#### [About this exercise]
All of the data needs to be repeated exactly.

#### [Data for processing]
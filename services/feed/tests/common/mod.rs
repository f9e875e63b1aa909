//! Helpers shared by the integration tests
#![allow(dead_code)]

use std::io::{Cursor, Write};
use std::sync::Arc;
use std::sync::atomic::{AtomicUsize, Ordering};
use std::time::Duration;

use axum::body::Body;
use axum::http::{Request, Response, StatusCode};
use bytes::Bytes;
use feed::mirror::{UpstreamError, UpstreamFeed, UpstreamVersion};
use feed::{FeedBuilder, PackageId, PackageVersion};
use http_body_util::BodyExt;
use parking_lot::Mutex;
use storage::MemoryStorage;
use tower::ServiceExt;

pub const BUCKET: &str = "test-packages";

/// A feed kept entirely in memory
pub fn test_feed() -> FeedBuilder {
    let storage = MemoryStorage::with_buckets(&[BUCKET]);
    FeedBuilder::new()
        .storage(storage.into())
        .bucket(BUCKET)
        .base_url("http://feed.test")
}

/// A minimal package archive
#[derive(Debug, Clone)]
pub struct Package {
    id: String,
    version: String,
    description: String,
    tags: Vec<String>,
    dependencies: Vec<(String, String)>,
    readme: Option<String>,
}

impl Package {
    pub fn new(id: &str, version: &str) -> Self {
        Self {
            id: id.into(),
            version: version.into(),
            description: format!("The {id} package"),
            tags: Vec::new(),
            dependencies: Vec::new(),
            readme: None,
        }
    }

    pub fn description(mut self, description: &str) -> Self {
        self.description = description.into();
        self
    }

    pub fn tags(mut self, tags: &[&str]) -> Self {
        self.tags = tags.iter().map(|t| t.to_string()).collect();
        self
    }

    pub fn dependency(mut self, id: &str, range: &str) -> Self {
        self.dependencies.push((id.into(), range.into()));
        self
    }

    pub fn readme(mut self, contents: &str) -> Self {
        self.readme = Some(contents.into());
        self
    }

    fn nuspec(&self) -> String {
        let mut xml = String::from("<?xml version=\"1.0\" encoding=\"utf-8\"?>\n<package>\n  <metadata>\n");
        xml.push_str(&format!("    <id>{}</id>\n", self.id));
        xml.push_str(&format!("    <version>{}</version>\n", self.version));
        xml.push_str("    <authors>Integration</authors>\n");
        xml.push_str(&format!("    <description>{}</description>\n", self.description));
        if !self.tags.is_empty() {
            xml.push_str(&format!("    <tags>{}</tags>\n", self.tags.join(" ")));
        }
        if self.readme.is_some() {
            xml.push_str("    <readme>README.md</readme>\n");
        }
        if !self.dependencies.is_empty() {
            xml.push_str("    <dependencies>\n      <group>\n");
            for (id, range) in &self.dependencies {
                xml.push_str(&format!("        <dependency id=\"{id}\" version=\"{range}\" />\n"));
            }
            xml.push_str("      </group>\n    </dependencies>\n");
        }
        xml.push_str("  </metadata>\n</package>\n");
        xml
    }

    pub fn build(&self) -> Bytes {
        let mut writer = zip::ZipWriter::new(Cursor::new(Vec::new()));
        let options = zip::write::FileOptions::default();

        writer.start_file(format!("{}.nuspec", self.id), options).unwrap();
        writer.write_all(self.nuspec().as_bytes()).unwrap();
        if let Some(readme) = &self.readme {
            writer.start_file("README.md", options).unwrap();
            writer.write_all(readme.as_bytes()).unwrap();
        }

        writer.finish().unwrap().into_inner().into()
    }
}

/// Send one request through a router
pub async fn send(app: &axum::Router, request: Request<Body>) -> Response<Body> {
    app.clone().oneshot(request).await.unwrap()
}

pub async fn get(app: &axum::Router, uri: &str) -> Response<Body> {
    send(app, Request::builder().uri(uri).body(Body::empty()).unwrap()).await
}

pub async fn push(app: &axum::Router, package: Bytes) -> StatusCode {
    send(
        app,
        Request::builder()
            .method("PUT")
            .uri("/api/v2/package")
            .body(Body::from(package))
            .unwrap(),
    )
    .await
    .status()
}

pub async fn body(response: Response<Body>) -> Bytes {
    response.into_body().collect().await.unwrap().to_bytes()
}

pub async fn json(response: Response<Body>) -> serde_json::Value {
    assert_eq!(response.status(), StatusCode::OK);
    serde_json::from_slice(&body(response).await).unwrap()
}

/// An upstream feed held in memory, with slow and counted downloads
#[derive(Debug, Default)]
pub struct SlowUpstream {
    packages: Mutex<Vec<(String, PackageVersion, Bytes)>>,
    downloads: AtomicUsize,
    delay: Duration,
}

impl SlowUpstream {
    pub fn new(delay: Duration) -> Arc<Self> {
        Arc::new(Self {
            delay,
            ..Default::default()
        })
    }

    pub fn publish(&self, package: Package) {
        let data = package.build();
        self.packages.lock().push((
            package.id.to_ascii_lowercase(),
            PackageVersion::parse(&package.version).unwrap(),
            data,
        ));
    }

    pub fn downloads(&self) -> usize {
        self.downloads.load(Ordering::SeqCst)
    }
}

#[async_trait::async_trait]
impl UpstreamFeed for SlowUpstream {
    async fn versions(&self, id: &PackageId) -> Result<Option<Vec<UpstreamVersion>>, UpstreamError> {
        let mut versions: Vec<UpstreamVersion> = self
            .packages
            .lock()
            .iter()
            .filter(|(package, ..)| package == id.normalized())
            .map(|(_, version, _)| UpstreamVersion {
                version: version.clone(),
                listed: true,
            })
            .collect();
        versions.sort_by(|a, b| a.version.cmp(&b.version));
        Ok((!versions.is_empty()).then_some(versions))
    }

    async fn download(
        &self,
        id: &PackageId,
        version: &PackageVersion,
    ) -> Result<Option<Bytes>, UpstreamError> {
        self.downloads.fetch_add(1, Ordering::SeqCst);
        tokio::time::sleep(self.delay).await;
        Ok(self
            .packages
            .lock()
            .iter()
            .find(|(package, v, _)| package == id.normalized() && v == version)
            .map(|(.., data)| data.clone()))
    }
}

#### [Output]
filename services/feed/tests/common/mod.rs
repository f9e875e63b1aa909
//! Helpers shared by the integration tests
#![allow(dead_code)]

use std::io::{Cursor, Write};
use std::sync::Arc;
use std::sync::atomic::{AtomicUsize, Ordering};
use std::time::Duration;

use axum::body::Body;
use axum::http::{Request, Response, StatusCode};
use bytes::Bytes;
use feed::mirror::{UpstreamError, UpstreamFeed, UpstreamVersion};
use feed::{FeedBuilder, PackageId, PackageVersion};
use http_body_util::BodyExt;
use parking_lot::Mutex;
use storage::MemoryStorage;
use tower::ServiceExt;

pub const BUCKET: &str = "test-packages";

/// A feed kept entirely in memory
pub fn test_feed() -> FeedBuilder {
    let storage = MemoryStorage::with_buckets(&[BUCKET]);
    FeedBuilder::new()
        .storage(storage.into())
        .bucket(BUCKET)
        .base_url("http://feed.test")
}

/// A minimal package archive
#[derive(Debug, Clone)]
pub struct Package {
    id: String,
    version: String,
    description: String,
    tags: Vec<String>,
    dependencies: Vec<(String, String)>,
    readme: Option<String>,
}

impl Package {
    pub fn new(id: &str, version: &str) -> Self {
        Self {
            id: id.into(),
            version: version.into(),
            description: format!("The {id} package"),
            tags: Vec::new(),
            dependencies: Vec::new(),
            readme: None,
        }
    }

    pub fn description(mut self, description: &str) -> Self {
        self.description = description.into();
        self
    }

    pub fn tags(mut self, tags: &[&str]) -> Self {
        self.tags = tags.iter().map(|t| t.to_string()).collect();
        self
    }

    pub fn dependency(mut self, id: &str, range: &str) -> Self {
        self.dependencies.push((id.into(), range.into()));
        self
    }

    pub fn readme(mut self, contents: &str) -> Self {
        self.readme = Some(contents.into());
        self
    }

    fn nuspec(&self) -> String {
        let mut xml = String::from("<?xml version=\"1.0\" encoding=\"utf-8\"?>\n<package>\n  <metadata>\n");
        xml.push_str(&format!("    <id>{}</id>\n", self.id));
        xml.push_str(&format!("    <version>{}</version>\n", self.version));
        xml.push_str("    <authors>Integration</authors>\n");
        xml.push_str(&format!("    <description>{}</description>\n", self.description));
        if !self.tags.is_empty() {
            xml.push_str(&format!("    <tags>{}</tags>\n", self.tags.join(" ")));
        }
        if self.readme.is_some() {
            xml.push_str("    <readme>README.md</readme>\n");
        }
        if !self.dependencies.is_empty() {
            xml.push_str("    <dependencies>\n      <group>\n");
            for (id, range) in &self.dependencies {
                xml.push_str(&format!("        <dependency id=\"{id}\" version=\"{range}\" />\n"));
            }
            xml.push_str("      </group>\n    </dependencies>\n");
        }
        xml.push_str("  </metadata>\n</package>\n");
        xml
    }

    pub fn build(&self) -> Bytes {
        let mut writer = zip::ZipWriter::new(Cursor::new(Vec::new()));
        let options = zip::write::FileOptions::default();

        writer.start_file(format!("{}.nuspec", self.id), options).unwrap();
        writer.write_all(self.nuspec().as_bytes()).unwrap();
        if let Some(readme) = &self.readme {
            writer.start_file("README.md", options).unwrap();
            writer.write_all(readme.as_bytes()).unwrap();
        }

        writer.finish().unwrap().into_inner().into()
    }
}

/// Send one request through a router
pub async fn send(app: &axum::Router, request: Request<Body>) -> Response<Body> {
    app.clone().oneshot(request).await.unwrap()
}

pub async fn get(app: &axum::Router, uri: &str) -> Response<Body> {
    send(app, Request::builder().uri(uri).body(Body::empty()).unwrap()).await
}

pub async fn push(app: &axum::Router, package: Bytes) -> StatusCode {
    send(
        app,
        Request::builder()
            .method("PUT")
            .uri("/api/v2/package")
            .body(Body::from(package))
            .unwrap(),
    )
    .await
    .status()
}

pub async fn body(response: Response<Body>) -> Bytes {
    response.into_body().collect().await.unwrap().to_bytes()
}

pub async fn json(response: Response<Body>) -> serde_json::Value {
    assert_eq!(response.status(), StatusCode::OK);
    serde_json::from_slice(&body(response).await).unwrap()
}

/// An upstream feed held in memory, with slow and counted downloads
#[derive(Debug, Default)]
pub struct SlowUpstream {
    packages: Mutex<Vec<(String, PackageVersion, Bytes)>>,
    downloads: AtomicUsize,
    delay: Duration,
}

impl SlowUpstream {
    pub fn new(delay: Duration) -> Arc<Self> {
        Arc::new(Self {
            delay,
            ..Default::default()
        })
    }

    pub fn publish(&self, package: Package) {
        let data = package.build();
        self.packages.lock().push((
            package.id.to_ascii_lowercase(),
            PackageVersion::parse(&package.version).unwrap(),
            data,
        ));
    }

    pub fn downloads(&self) -> usize {
        self.downloads.load(Ordering::SeqCst)
    }
}

#[async_trait::async_trait]
impl UpstreamFeed for SlowUpstream {
    async fn versions(&self, id: &PackageId) -> Result<Option<Vec<UpstreamVersion>>, UpstreamError> {
        let mut versions: Vec<UpstreamVersion> = self
            .packages
            .lock()
            .iter()
            .filter(|(package, ..)| package == id.normalized())
            .map(|(_, version, _)| UpstreamVersion {
                version: version.clone(),
                listed: true,
            })
            .collect();
        versions.sort_by(|a, b| a.version.cmp(&b.version));
        Ok((!versions.is_empty()).then_some(versions))
    }

    async fn download(
        &self,
        id: &PackageId,
        version: &PackageVersion,
    ) -> Result<Option<Bytes>, UpstreamError> {
        self.downloads.fetch_add(1, Ordering::SeqCst);
        tokio::time::sleep(self.delay).await;
        Ok(self
            .packages
            .lock()
            .iter()
            .find(|(package, v, _)| package == id.normalized() && v == version)
            .map(|(.., data)| data.clone()))
    }
}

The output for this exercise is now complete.